→ What the task asks
Each line starting at the one that contains "deciding to stop" and ending at the one that contains "read as an if" must be returned exactly, and the rest of the listing is left out.

- - - - - - -

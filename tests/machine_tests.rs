// Integration tests for the algorithm library running on the step machine

use steptrace::config::TraceConfig;
use steptrace::machine::{Library, StepMachine};
use steptrace::memory::{Environment, Value};
use steptrace::snapshot::{ErrorOrigin, StepKind, StepRecord, Trace};

fn library() -> Library {
    Library::standard().expect("standard library validates")
}

fn run(id: &str, preset: Option<&str>, variant: Option<&str>) -> Trace {
    run_with(id, preset, variant, &TraceConfig::default())
}

fn run_with(id: &str, preset: Option<&str>, variant: Option<&str>, config: &TraceConfig) -> Trace {
    let library = library();
    let descriptor = library.get(id).expect("algorithm exists");
    let bindings = match preset {
        Some(label) => descriptor.preset(label).expect("preset exists").values.clone(),
        None => Environment::new(),
    };
    StepMachine::run(descriptor, &bindings, variant, config)
}

fn last(trace: &Trace) -> &StepRecord {
    trace.last().expect("trace has a terminal record")
}

fn lines(trace: &Trace) -> Vec<Option<usize>> {
    trace.iter().map(|record| record.line).collect()
}

fn finished_value(trace: &Trace, name: &str) -> Value {
    let record = last(trace);
    assert_eq!(record.kind, StepKind::Finished, "{:?}", record.error);
    record.variables.value(name).clone()
}

#[test]
fn test_variable_swap() {
    let trace = run("variable_swap", None, None);
    assert_eq!(trace.len(), 8);
    assert_eq!(
        lines(&trace),
        vec![Some(1), Some(2), Some(3), Some(4), Some(5), Some(6), Some(7), None]
    );

    // Before line 1 runs nothing is assigned yet
    let first = trace.first().expect("first record");
    assert_eq!(first.variables.get("x"), Some(&Value::Unset));

    let end = last(&trace);
    assert_eq!(end.variables.get("x"), Some(&Value::Int(2)));
    assert_eq!(end.variables.get("y"), Some(&Value::Int(3)));
    assert_eq!(end.variables.get("z"), Some(&Value::Int(2)));
    assert_eq!(end.output, "3,2\n");
}

#[test]
fn test_fizz_buzz_branches() {
    let fifteen = run("fizz_buzz", Some("15"), None);
    assert_eq!(
        lines(&fifteen),
        vec![Some(1), Some(2), Some(3), Some(4), Some(12), None]
    );
    assert_eq!(finished_value(&fifteen, "result"), Value::str("3と5で割り切れる"));

    let nine: Environment = [("num", Value::Int(9))].into_iter().collect();
    let library = library();
    let descriptor = library.get("fizz_buzz").expect("fizz_buzz");
    let trace = StepMachine::run(descriptor, &nine, None, &TraceConfig::default());
    assert_eq!(
        lines(&trace),
        vec![Some(1), Some(2), Some(3), Some(5), Some(6), Some(12), None]
    );
    assert_eq!(finished_value(&trace, "result"), Value::str("3で割り切れる"));

    let seven = run("fizz_buzz", Some("7"), None);
    assert_eq!(finished_value(&seven, "result"), Value::str("3でも5でも割り切れない"));
}

#[test]
fn test_required_input_missing() {
    let trace = run("fizz_buzz", None, None);
    assert_eq!(trace.len(), 1);
    let error = last(&trace).error.as_ref().expect("error detail");
    assert_eq!(error.origin, ErrorOrigin::Engine);
    assert!(error.message.contains("num"));
}

#[test]
fn test_recursive_factorial() {
    let trace = run("recursive_factorial", None, None);
    let visited = lines(&trace);
    assert_eq!(visited.iter().filter(|&&line| line == Some(3)).count(), 1);
    assert_eq!(visited.iter().filter(|&&line| line == Some(5)).count(), 4);
    assert_eq!(trace.len(), 12);
    assert_eq!(finished_value(&trace, "result"), Value::Int(24));

    // At the base case four calls are stacked on the entry frame
    let base = trace
        .iter()
        .find(|record| record.line == Some(3))
        .expect("base case reached");
    assert_eq!(base.variables.get("n"), Some(&Value::Int(0)));
    let frames = base
        .variables
        .get("callStack")
        .and_then(Value::as_list)
        .expect("call stack is shown");
    assert_eq!(frames.len(), 5);
    assert_eq!(frames[0].field("n"), Some(Value::Int(4)));
}

#[test]
fn test_expression_eval() {
    let trace = run("expression_eval", None, None);
    assert_eq!(finished_value(&trace, "result"), Value::Real(5.0));
}

#[test]
fn test_admission_fee_presets() {
    for (preset, fee) in [("2", 100), ("4", 300), ("9", 300), ("11", 500)] {
        let trace = run("admission_fee", Some(preset), None);
        assert_eq!(finished_value(&trace, "result"), Value::Int(fee), "age {}", preset);
    }
}

#[test]
fn test_array_sum() {
    let trace = run("array_sum", None, None);
    assert_eq!(
        finished_value(&trace, "result"),
        Value::ints(&[3, 5, 6, 12, 17, 21])
    );
}

#[test]
fn test_array_reverse_runs_off_the_end() {
    let trace = run("array_reverse", None, None);
    assert_eq!(finished_value(&trace, "array"), Value::ints(&[5, 4, 3, 2, 1]));
    // The last normal step is the loop header deciding to stop
    let header = trace.get(trace.len() - 2).expect("header record");
    assert_eq!(header.line, Some(5));
}

#[test]
fn test_gcd_variants() {
    let answer = run("gcd_subtraction", None, None);
    assert_eq!(finished_value(&answer, "result"), Value::Int(12));

    // A single subtraction when the loop is read as an if
    let once = run("gcd_subtraction", None, Some("イ"));
    assert_eq!(finished_value(&once, "result"), Value::Int(36));
    assert_eq!(last(&once).variables.get("y"), Some(&Value::Int(24)));
}

#[test]
fn test_gcd_wrong_comparison_never_finishes() {
    let config = TraceConfig::default().with_max_steps(200);
    let trace = run_with("gcd_subtraction", None, Some("ウ"), &config);
    assert_eq!(trace.len(), 200);
    let error = last(&trace).error.as_ref().expect("truncated");
    assert_eq!(error.origin, ErrorOrigin::Truncated);
}

#[test]
fn test_bit_reverse() {
    let trace = run("bit_reverse", None, None);
    assert_eq!(finished_value(&trace, "result"), Value::bits(8, 0b1101_0010));
    let loop_tests = lines(&trace).iter().filter(|&&line| line == Some(5)).count();
    assert_eq!(loop_tests, 9);
}

#[test]
fn test_utf8_encode() {
    let trace = run("utf8_encode", None, None);
    assert_eq!(finished_value(&trace, "result"), Value::ints(&[224, 129, 128]));
}

#[test]
fn test_priority_queue_output() {
    let trace = run("priority_queue", None, None);
    let end = last(&trace);
    assert_eq!(end.kind, StepKind::Finished);
    assert_eq!(end.output, "A\nC\nD\nD\n");
    assert_eq!(end.variables.get("queue"), Some(&Value::List(Vec::new())));
}

#[test]
fn test_binary_tree_in_order() {
    let trace = run("binary_tree_traversal", None, None);
    let end = last(&trace);
    assert_eq!(end.kind, StepKind::Finished);
    let printed: Vec<&str> = end.output.lines().collect();
    assert_eq!(
        printed,
        vec!["8", "4", "9", "2", "10", "5", "11", "1", "12", "6", "13", "3", "14", "7"]
    );
}

#[test]
fn test_linked_list_delete_third() {
    let trace = run("linked_list_delete", None, None);
    let cells = finished_value(&trace, "listData");
    let cells = cells.as_list().expect("cells");
    assert_eq!(cells[1].next_index(), Some(3));
    assert_eq!(cells[0].next_index(), Some(1));
}

#[test]
fn test_linked_list_append_cases() {
    let empty = run("linked_list_append", Some("Case1"), None);
    assert_eq!(finished_value(&empty, "listHead"), Value::Int(0));

    let trace = run("linked_list_append", Some("Case2"), None);
    let cells = finished_value(&trace, "listData");
    let cells = cells.as_list().expect("cells");
    assert_eq!(cells.len(), 4);
    assert_eq!(cells[2].next_index(), Some(3));
    assert_eq!(cells[3].next_index(), None);
}

#[test]
fn test_bin_sort_presets() {
    let full = run("bin_sort", Some("ア"), None);
    assert_eq!(finished_value(&full, "result"), Value::ints(&[1, 2, 3, 4, 5, 6]));

    let gap = run("bin_sort", Some("イ"), None);
    let bins = finished_value(&gap, "result");
    let bins = bins.as_list().expect("bins");
    assert_eq!(bins[5], Value::Unset);
    assert_eq!(bins[3], Value::Int(4));
}

#[test]
fn test_similarity_ratio() {
    let trace = run("similarity_ratio", None, None);
    assert_eq!(finished_value(&trace, "result"), Value::Real(0.6));
}

#[test]
fn test_binary_search_presets() {
    let found = run("binary_search", Some("エ"), None);
    assert_eq!(finished_value(&found, "result"), Value::Int(3));

    let single = run("binary_search", Some("ア"), None);
    assert_eq!(finished_value(&single, "result"), Value::Int(1));
}

#[test]
fn test_binary_search_stalls() {
    let config = TraceConfig::default().with_max_steps(100);
    let trace = run_with("binary_search", Some("ウ"), None, &config);
    assert_eq!(trace.len(), 100);
    let end = last(&trace);
    assert_eq!(end.kind, StepKind::Error);
    let error = end.error.as_ref().expect("error detail");
    assert_eq!(error.origin, ErrorOrigin::Truncated);
    assert!(error.message.contains("100"));
    assert_eq!(end.variables.get("low"), Some(&Value::Int(1)));
}

#[test]
fn test_five_number_summary() {
    let trace = run("five_number_summary", None, None);
    let expected = Value::List(
        [0.1, 0.4, 0.6, 0.8, 1.0]
            .into_iter()
            .map(Value::Real)
            .collect(),
    );
    assert_eq!(finished_value(&trace, "result"), expected);

    // findRank's counter is local and never leaks into summarize's `i`
    let inside = trace
        .iter()
        .find(|record| record.line == Some(4))
        .expect("findRank returns");
    assert_eq!(inside.variables.get("i"), Some(&Value::Int(0)));
    let after = trace
        .iter()
        .find(|record| record.line == Some(12))
        .expect("loop continues");
    assert_eq!(after.variables.get("i"), Some(&Value::Int(1)));
}

#[test]
fn test_minimax_takes_smallest_child() {
    let trace = run("minimax", None, None);
    assert_eq!(trace.len(), 9);
    assert_eq!(finished_value(&trace, "a"), Value::Int(0));
    assert_eq!(finished_value(&trace, "b"), Value::Int(-10));

    // `a` is settled before B's subtree is looked at
    let before_b = trace.get(4).expect("record for line 5");
    assert_eq!(before_b.line, Some(5));
    assert_eq!(before_b.variables.get("a"), Some(&Value::Int(0)));
    assert_eq!(before_b.variables.get("b"), Some(&Value::Unset));
}

#[test]
fn test_stored_output_budget_truncates() {
    let config = TraceConfig::default().with_max_trace_bytes(10);
    let trace = run_with("priority_queue", None, None, &config);
    let end = last(&trace);
    let error = end.error.as_ref().expect("truncated");
    assert_eq!(error.origin, ErrorOrigin::Truncated);
    assert!(error.message.contains("10 bytes"));
    assert!(trace.output_bytes() - end.output.len() <= 10);
}

#[test]
fn test_every_algorithm_ends_in_one_terminal_record() {
    let library = library();
    let config = TraceConfig::default().with_max_steps(500);
    for descriptor in library.iter() {
        let bindings = descriptor
            .presets
            .first()
            .map(|preset| preset.values.clone())
            .unwrap_or_default();
        let trace = StepMachine::run(descriptor, &bindings, None, &config);
        let terminal: Vec<_> = trace.iter().filter(|r| r.kind.is_terminal()).collect();
        assert_eq!(terminal.len(), 1, "{}", descriptor.id);
        assert!(last(&trace).kind.is_terminal(), "{}", descriptor.id);
    }
}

- - - - - - -

→ Result
    // The last normal step is the loop header deciding to stop
    let header = trace.get(trace.len() - 2).expect("header record");
    assert_eq!(header.line, Some(5));
}

#[test]
fn test_gcd_variants() {
    let answer = run("gcd_subtraction", None, None);
    assert_eq!(finished_value(&answer, "result"), Value::Int(12));

    // A single subtraction when the loop is read as an if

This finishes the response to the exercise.